Exhaustion of Rights European Court of Justice Ruling
The concept of the exhaustion of rights in relation to goods marketed under the trade mark by the proprietor, or with his consent, within the European Economic Area (EEA) has long been established by Article 7 (1) Trade marks Directive 89/104/EEC.
However guidance was sought by the English High Court - in cases involving Davidoff's "Cool Water" toiletries and Levi Strauss's jeans - from the European Court of Justice (ECJ), with regard to the meaning of "consent", in circumstances where such goods are first placed on the market outside the EEA but then find their way on the market within the EEA.
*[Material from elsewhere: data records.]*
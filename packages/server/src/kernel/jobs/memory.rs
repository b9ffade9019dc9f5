//! In-process job store.
//!
//! The single-binary default. A `RwLock` over the job table gives `update`
//! its atomicity: the write guard spans the whole read-modify-write, so
//! concurrent updates of one job serialize and readers only ever see a
//! settled snapshot.

use std::collections::HashMap;

use async_trait::async_trait;
use chrono::{DateTime, Utc};
use tokio::sync::RwLock;
use uuid::Uuid;

use super::job::Job;
use super::store::{JobStore, Mutator, StoreError};

#[derive(Default)]
pub struct InMemoryJobStore {
    jobs: RwLock<HashMap<Uuid, Job>>,
}

impl InMemoryJobStore {
    pub fn new() -> Self {
        Self::default()
    }

    /// Number of stored jobs. Test and diagnostics helper.
    pub async fn len(&self) -> usize {
        self.jobs.read().await.len()
    }
}

#[async_trait]
impl JobStore for InMemoryJobStore {
    async fn put(&self, job: Job) -> Result<(), StoreError> {
        self.jobs.write().await.insert(job.id, job);
        Ok(())
    }

    async fn get(&self, id: Uuid) -> Result<Option<Job>, StoreError> {
        Ok(self.jobs.read().await.get(&id).cloned())
    }

    async fn update(&self, id: Uuid, mutate: Mutator) -> Result<Job, StoreError> {
        let mut jobs = self.jobs.write().await;
        let job = jobs.get_mut(&id).ok_or(StoreError::NotFound(id))?;
        mutate(job);
        Ok(job.clone())
    }

    async fn evict_finished(&self, older_than: DateTime<Utc>) -> Result<u64, StoreError> {
        let mut jobs = self.jobs.write().await;
        let before = jobs.len();
        jobs.retain(|_, job| {
            !(job.status.is_terminal()
                && job.completed_at.map(|at| at < older_than).unwrap_or(false))
        });
        Ok((before - jobs.len()) as u64)
    }
}

#[cfg(test)]
mod tests {
    use super::*;
    use crate::kernel::jobs::job::{OutcomeResult, RecordOutcome};

    fn outcome(index: usize) -> RecordOutcome {
        RecordOutcome {
            index,
            identity: format!("Lead {}", index),
            result: OutcomeResult::Success {
                email: "Hello".to_string(),
                profile_summary: None,
                fetch_status: None,
            },
        }
    }

    #[tokio::test]
    async fn put_then_get_round_trips() {
        let store = InMemoryJobStore::new();
        let job = Job::new(2);
        let id = job.id;
        store.put(job).await.unwrap();

        let loaded = store.get(id).await.unwrap().unwrap();
        assert_eq!(loaded.id, id);
        assert_eq!(loaded.total, 2);
    }

    #[tokio::test]
    async fn get_unknown_id_is_none() {
        let store = InMemoryJobStore::new();
        assert!(store.get(Uuid::new_v4()).await.unwrap().is_none());
    }

    #[tokio::test]
    async fn update_unknown_id_is_not_found() {
        let store = InMemoryJobStore::new();
        let id = Uuid::new_v4();
        let err = store
            .update(id, Box::new(|job| job.begin_processing()))
            .await
            .unwrap_err();
        assert!(matches!(err, StoreError::NotFound(got) if got == id));
    }

    #[tokio::test]
    async fn update_returns_post_update_snapshot() {
        let store = InMemoryJobStore::new();
        let job = Job::new(1);
        let id = job.id;
        store.put(job).await.unwrap();

        let updated = store
            .update(
                id,
                Box::new(|job| {
                    job.begin_processing();
                    job.record_outcome(outcome(0));
                }),
            )
            .await
            .unwrap();
        assert_eq!(updated.processed, 1);
        assert_eq!(updated.outcomes.len(), 1);
    }

    #[tokio::test]
    async fn concurrent_updates_all_apply() {
        let store = std::sync::Arc::new(InMemoryJobStore::new());
        let job = Job::new(50);
        let id = job.id;
        store.put(job).await.unwrap();
        store
            .update(id, Box::new(|job| job.begin_processing()))
            .await
            .unwrap();

        let mut handles = Vec::new();
        for i in 0..50 {
            let store = store.clone();
            handles.push(tokio::spawn(async move {
                store
                    .update(id, Box::new(move |job| job.record_outcome(outcome(i))))
                    .await
                    .unwrap();
            }));
        }
        for handle in handles {
            handle.await.unwrap();
        }

        let job = store.get(id).await.unwrap().unwrap();
        assert_eq!(job.processed, 50);
        assert_eq!(job.outcomes.len(), 50);
    }

    #[tokio::test]
    async fn evicts_only_old_terminal_jobs() {
        let store = InMemoryJobStore::new();

        let mut finished = Job::new(1);
        finished.begin_processing();
        finished.record_outcome(outcome(0));
        finished.complete(vec![]);
        let finished_id = finished.id;

        let running = Job::new(1);
        let running_id = running.id;

        store.put(finished).await.unwrap();
        store.put(running).await.unwrap();

        let evicted = store
            .evict_finished(Utc::now() + chrono::Duration::seconds(1))
            .await
            .unwrap();
        assert_eq!(evicted, 1);
        assert!(store.get(finished_id).await.unwrap().is_none());
        assert!(store.get(running_id).await.unwrap().is_some());
    }
}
In its judgement of 20 November 2001, the ECJ has answered the question of whether such consent must be express, or whether it may also be implied. In deciding in favour of the trade mark proprietor, the ECJ's judgement states that while consent need not be express, it may be implied but only where the facts and circumstances unequivocally demonstrate that the proprietor has renounced his right to oppose placing the goods on the market within the EEA. It is thus for the trader alleging consent to prove it, and not for the proprietor to demonstrate its absence
Further, implied consent is not to be inferred from the mere silence of the proprietor. In particular the judgement states that consent cannot be inferred from:
- the failure of the proprietor to communicate to all subsequent purchasers of goods outside the EEA his opposition to marketing within the EEA;
- the failure to mark goods with a warning prohibiting their marketing within the EEA; nor
- the failure to impose any contractual reservations when transferring he ownership of products bearing the trade mark.
The ECJ's decision therefore provides proprietors of trade marks in the EEA with strong basis for preventing the undesired re-sale of their branded goods sourced from outside the EEA.